In sporting terms, a catalyst is a player whose presence in the side transforms all the other players, so that the game they produce is greater than the sum of the parts (including the catalyst). Generally, it is good to have several catalysts in any squad, and two or (at most) three in the given team on the field: too many in play at one time results in a dissipation of the very energy having a couple of catalysts brings. Last season, Scotland were transformed by the catalyst captain Jason White; and this season they will miss his presence, due to injury. Since becoming world champions in 2003, England has missed the catalysts Wilkinson and Robinson, again through injury, until now (and, of course, other catalysts, such as Martin Johnston, through retirement). To switch to cricket, England won the Ashes in 2005 because of certain catalyst players (helped by the absence of Australian catalyst McGrath through injury); and comprehensibly lost the Ashes in 2006/7, with arguably a stronger squad in terms of the sum of the parts, because that squad lacked catalysts.

Today Scotland were without their key catalyst, while England got their’s back. Which brings us to injury: incidences of career-threatening or ending injury have risen dramatically since the game turned professional. To an extent, fitter players provide a more entertaining game for sponsors and fans. But the professional era has been bad for players, and is therefore bad for rugby. We are unlikely to be able to return to an amateur code (too many vested interests; too many infrastructure debts), but, beneath the surface the game is in a bad way and is unsustainable in its present form…

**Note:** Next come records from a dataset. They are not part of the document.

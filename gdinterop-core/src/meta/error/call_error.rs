/*
 * Copyright (c) godot-rust; Bromeon and contributors.
 * This Source Code Form is subject to the terms of the Mozilla Public
 * License, v. 2.0. If a copy of the MPL was not distributed with this
 * file, You can obtain one at https://mozilla.org/MPL/2.0/.
 */

use std::borrow::Cow;
use std::error::Error;
use std::fmt;

use crate::builtin::{Variant, VariantType};
use crate::meta::error::{ConvertError, ErasedConvertError};
use crate::sys;

/// Class and function involved in a call, for diagnostics.
#[derive(Clone, Debug)]
pub struct CallContext {
    pub class_name: Cow<'static, str>,
    pub function_name: Cow<'static, str>,
}

impl CallContext {
    /// Context of a builtin or class method.
    pub fn method(class_name: impl Into<Cow<'static, str>>, function_name: impl Into<Cow<'static, str>>) -> Self {
        Self {
            class_name: class_name.into(),
            function_name: function_name.into(),
        }
    }

    /// Context of a free function or closure, without a surrounding class.
    pub fn function(function_name: impl Into<Cow<'static, str>>) -> Self {
        Self {
            class_name: Cow::Borrowed(""),
            function_name: function_name.into(),
        }
    }
}

impl fmt::Display for CallContext {
    fn fmt(&self, f: &mut fmt::Formatter<'_>) -> fmt::Result {
        if self.class_name.is_empty() {
            write!(f, "{}", self.function_name)
        } else {
            write!(f, "{}::{}", self.class_name, self.function_name)
        }
    }
}

// ----------------------------------------------------------------------------------------------------------------------------------------------

/// Error capable of representing failed function calls.
///
/// Returned by _varcall_ functions such as [`Callable::callv()`](crate::builtin::Callable::callv) and
/// [`Delegate::invoke()`](crate::builtin::Delegate::invoke). Allows to inspect the involved class and method via `class_name()` and
/// `method_name()`. Implements `std::error::Error`, so it comes with `Display` and `Error::source()` APIs.
///
/// # Possible error causes
/// - **Invalid method**: The method does not exist on the object.
/// - **Failed argument conversion**: The arguments passed cannot be converted to the declared parameter types.
/// - **Too many or too few arguments**: The number of arguments does not match the number of parameters.
/// - **User panic**: A Rust function caused a panic.
pub struct CallError {
    // Boxed since the struct is large, making Result<..., CallError> very large.
    b: Box<InnerCallError>,
}

/// Inner struct. All functionality on outer `impl`.
#[derive(Debug)]
struct InnerCallError {
    class_name: String,
    function_name: String,
    call_expr: String,
    reason: String,
    source: Option<SourceError>,
}

impl CallError {
    // Naming:
    // - check_* means possible failure -- Result<(), Self> is returned.
    // - failed_* means definitive failure -- Self is returned.

    /// Name of the class/builtin whose method failed.
    ///
    /// Returns `None` if this is a free function or closure (without a surrounding class/builtin).
    pub fn class_name(&self) -> Option<&str> {
        if self.b.class_name.is_empty() {
            None
        } else {
            Some(&self.b.class_name)
        }
    }

    /// Name of the function or method that failed.
    pub fn method_name(&self) -> &str {
        &self.b.function_name
    }

    /// Describes the error, without the call expression.
    pub fn reason(&self) -> &str {
        &self.b.reason
    }

    // ------------------------------------------------------------------------------------------------------------------------------------------
    // Constructors returning Result<(), Self>; possible failure

    /// Checks whether number of arguments matches the number of parameters.
    pub fn check_arg_count(
        call_ctx: &CallContext,
        arg_count: usize,
        param_count: usize,
    ) -> Result<(), Self> {
        if arg_count == param_count {
            return Ok(());
        }

        Err(Self::failed_param_count(call_ctx, arg_count, param_count))
    }

    /// Checks the engine side of a varcall (low-level `sys::GDExtensionCallError`).
    ///
    /// On failure, the error is also reported to the engine's error channel.
    pub fn check_out_varcall(
        call_ctx: &CallContext,
        err: sys::GDExtensionCallError,
        args: &[&Variant],
    ) -> Result<(), Self> {
        if err.error == sys::GDEXTENSION_CALL_OK {
            return Ok(());
        }

        let arg_types: Vec<VariantType> = args.iter().map(|arg| arg.get_type()).collect();
        let call_expr = format!("{call_ctx}({})", join_args(args));

        // If the call error encodes an error generated by us, decode it.
        let mut source_error = None;
        if err.error == sys::GODOT_RUST_CUSTOM_CALL_ERROR {
            source_error = crate::private::call_error_remove(&err).map(|e| SourceError::Call(Box::new(e)));
        }

        let call_error = Self::failed_varcall_inner(call_ctx, call_expr, err, &arg_types, source_error);
        crate::godot_error!("{call_error}");

        Err(call_error)
    }

    // ------------------------------------------------------------------------------------------------------------------------------------------
    // Constructors returning Self; guaranteed failure

    /// Returns an error for a failed parameter conversion.
    pub fn failed_param_conversion<P>(
        call_ctx: &CallContext,
        param_index: usize,
        convert_error: ConvertError,
    ) -> Self {
        Self::failed_param_conversion_named(
            call_ctx,
            param_index,
            std::any::type_name::<P>(),
            convert_error,
        )
    }

    /// Like [`failed_param_conversion()`](Self::failed_param_conversion), with the parameter type given by name.
    pub(crate) fn failed_param_conversion_named(
        call_ctx: &CallContext,
        param_index: usize,
        param_ty: &str,
        convert_error: ConvertError,
    ) -> Self {
        Self::new(
            call_ctx,
            format!("parameter #{} ({param_ty}) conversion", param_index + 1),
            Some(convert_error),
        )
    }

    fn failed_param_conversion_engine(
        call_ctx: &CallContext,
        param_index: i32,
        actual: VariantType,
        expected: VariantType,
    ) -> Self {
        // Note: reason is same wording as in FromVariantError::description().
        let reason =
            format!("parameter #{param_index} -- cannot convert from {actual:?} to {expected:?}");

        Self::new(call_ctx, reason, None)
    }

    pub(crate) fn failed_param_count(
        call_ctx: &CallContext,
        arg_count: usize,
        param_count: usize,
    ) -> CallError {
        let param_plural = plural(param_count);
        let arg_plural = plural(arg_count);

        Self::new(
            call_ctx,
            format!(
                "function has {param_count} parameter{param_plural}, but received {arg_count} argument{arg_plural}"
            ),
            None,
        )
    }

    fn failed_varcall_inner(
        call_ctx: &CallContext,
        call_expr: String,
        err: sys::GDExtensionCallError,
        arg_types: &[VariantType],
        source: Option<SourceError>,
    ) -> Self {
        debug_assert_ne!(err.error, sys::GDEXTENSION_CALL_OK); // already checked outside

        let sys::GDExtensionCallError {
            error,
            argument,
            expected,
        } = err;

        let mut call_error = match error {
            sys::GDEXTENSION_CALL_ERROR_INVALID_METHOD => {
                Self::new(call_ctx, "method not found", None)
            }
            sys::GDEXTENSION_CALL_ERROR_INVALID_ARGUMENT => {
                let from = usize::try_from(argument)
                    .ok()
                    .and_then(|i| arg_types.get(i).copied())
                    .unwrap_or(VariantType::Nil);
                let to = VariantType::try_from_ord(expected).unwrap_or(VariantType::Nil);
                let i = argument + 1;

                Self::failed_param_conversion_engine(call_ctx, i, from, to)
            }
            sys::GDEXTENSION_CALL_ERROR_TOO_MANY_ARGUMENTS
            | sys::GDEXTENSION_CALL_ERROR_TOO_FEW_ARGUMENTS => {
                let param_count = usize::try_from(expected).unwrap_or(0);
                Self::failed_param_count(call_ctx, arg_types.len(), param_count)
            }
            sys::GDEXTENSION_CALL_ERROR_INSTANCE_IS_NULL => {
                Self::new(call_ctx, "instance is null", None)
            }
            sys::GDEXTENSION_CALL_ERROR_METHOD_NOT_CONST => {
                Self::new(call_ctx, "method is not const", None)
            }
            sys::GODOT_RUST_CUSTOM_CALL_ERROR => {
                // Not emitted by the engine.
                Self::new(call_ctx, String::new(), None)
            }
            _ => Self::new(
                call_ctx,
                format!("unknown reason (error code {error})"),
                None,
            ),
        };

        call_error.b.source = source;
        call_error.b.call_expr = call_expr;
        call_error
    }

    #[doc(hidden)]
    pub fn failed_by_user_panic(call_ctx: &CallContext, reason: String) -> Self {
        Self::new(call_ctx, format!("function panicked: {reason}"), None)
    }

    fn new(
        call_ctx: &CallContext,
        reason: impl Into<String>,
        source: Option<ConvertError>,
    ) -> Self {
        let inner = InnerCallError {
            class_name: call_ctx.class_name.to_string(),
            function_name: call_ctx.function_name.to_string(),
            call_expr: format!("{call_ctx}()"),
            reason: reason.into(),
            source: source.map(|e| SourceError::Convert(Box::new(e.into()))),
        };

        Self { b: Box::new(inner) }
    }

    #[doc(hidden)]
    pub fn message(&self, with_source: bool) -> String {
        let InnerCallError {
            call_expr, reason, ..
        } = &*self.b;

        let reason_str = if reason.is_empty() {
            String::new()
        } else {
            format!("\n    Reason: {reason}")
        };

        // `source` may not always be set (e.g. when converting from an engine-side call error).
        let source_str = match &self.b.source {
            Some(SourceError::Convert(e)) if with_source => format!("\n    Source: {e}"),
            Some(SourceError::Call(e)) if with_source => format!("\n    Source: {}", e.message(true)),
            _ => String::new(),
        };

        format!("failed call to {call_expr}{reason_str}{source_str}")
    }
}

impl fmt::Display for CallError {
    fn fmt(&self, f: &mut fmt::Formatter<'_>) -> fmt::Result {
        write!(f, "{}", self.message(true))
    }
}

impl fmt::Debug for CallError {
    fn fmt(&self, f: &mut fmt::Formatter<'_>) -> fmt::Result {
        write!(f, "CallError({})", self.message(false))
    }
}

impl Error for CallError {
    fn source(&self) -> Option<&(dyn Error + 'static)> {
        match self.b.source.as_ref() {
            Some(SourceError::Convert(e)) => deref_to::<ErasedConvertError>(e),
            Some(SourceError::Call(e)) => deref_to::<CallError>(e),
            None => None,
        }
    }
}

// ----------------------------------------------------------------------------------------------------------------------------------------------
// Source error

#[derive(Debug)]
enum SourceError {
    Convert(Box<ErasedConvertError>),

    // If the top-level Rust function encountered an error, this is the inner one.
    Call(Box<CallError>),
}

/// Explicit dereferencing to a certain type. Avoids accidentally returning `&Box<T>` or so.
fn deref_to<T>(t: &Box<T>) -> Option<&(dyn Error + 'static)>
where
    T: Error + 'static,
{
    Some(&**t)
}

impl SourceError {
    pub(crate) fn call(inner: CallError) -> Self {
        Self::Call(Box::new(inner))
    }
}

impl CallError {
    /// Wraps `inner` as source of a new error in `call_ctx`.
    pub(crate) fn with_source(call_ctx: &CallContext, inner: CallError) -> Self {
        let mut outer = Self::new(call_ctx, String::new(), None);
        outer.b.source = Some(SourceError::call(inner));
        outer
    }
}

fn join_args(args: &[&Variant]) -> String {
    args.iter()
        .map(|v| format!("{v:?}"))
        .collect::<Vec<_>>()
        .join(", ")
}

fn plural(count: usize) -> &'static str {
    if count == 1 { "" } else { "s" }
}

// ----------------------------------------------------------------------------------------------------------------------------------------------
// Tests

#[cfg(test)]
mod tests {
    use super::*;

    #[test]
    fn arg_count_message() {
        let ctx = CallContext::function("sum");

        assert!(CallError::check_arg_count(&ctx, 2, 2).is_ok());

        let err = CallError::check_arg_count(&ctx, 1, 2).expect_err("count mismatch");
        assert_eq!(err.class_name(), None);
        assert_eq!(err.method_name(), "sum");
        assert_eq!(
            err.reason(),
            "function has 2 parameters, but received 1 argument"
        );
    }

    #[test]
    fn param_conversion_is_one_based() {
        let ctx = CallContext::method("Callable", "call");
        let err = CallError::failed_param_conversion::<i64>(&ctx, 0, ConvertError::new("bad"));

        assert_eq!(err.class_name(), Some("Callable"));
        assert!(err.reason().starts_with("parameter #1 (i64)"), "{}", err.reason());
        assert!(err.source().is_some());
    }

    #[test]
    fn nested_source_message() {
        let ctx_inner = CallContext::function("inner");
        let ctx_outer = CallContext::method("Callable", "callv");

        let inner = CallError::failed_by_user_panic(&ctx_inner, "boom".to_string());
        let outer = CallError::with_source(&ctx_outer, inner);

        let msg = outer.to_string();
        assert!(msg.starts_with("failed call to Callable::callv()"), "{msg}");
        assert!(msg.contains("function panicked: boom"), "{msg}");
    }
}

The third factor is referee error. While I enjoyed watching Jonny Wilkinson kick the ball today, I was seriously unimpressed by the decision, made by the fourth official (whose job is to watch replays where the match referee and linesmen did not get a clear view), to award him his try. The slowed-down replay showed beyond reasonable doubt that his right foot had made contact with the ground outside the touchline before he grounded the ball behind the goal-line. No fifteen men can expect to win against nineteen men. At 30-13 with 20 minutes still to play, England were certainly in control of the game, but things were far from over; having to concede 7 points you’ve actually just prevented was a critically harsh blow. Teams should win or lose on the merits of what they achieve on the pitch. England deserved to win the match this afternoon, though by a smaller margin.

There are lessons here for the missional church:

The Church needs to identify and include catalysts, among both clergy and laity, allowing them to bring their transforming energy to ‘the teams’ (as opposed to identifying and excluding them);

The Church needs to reconsider the injuring pressure that it puts on clergy, in particular, as ‘professional players’ (as well as the costs inherent in sustaining infrastructure);

The Church needs to recognise that those appointed to make decisions sometimes make bad decisions – that have lasting impact. While a game requires people who have been given the authority to make decisions concerning the ordered flow of play; and requires that players submit to that authority; these inherent requirements come with their own inherent flaws. The criteria on which decisions are made, along with the means to challenge them, and some possibility of redress, must be open to change in a transparent context.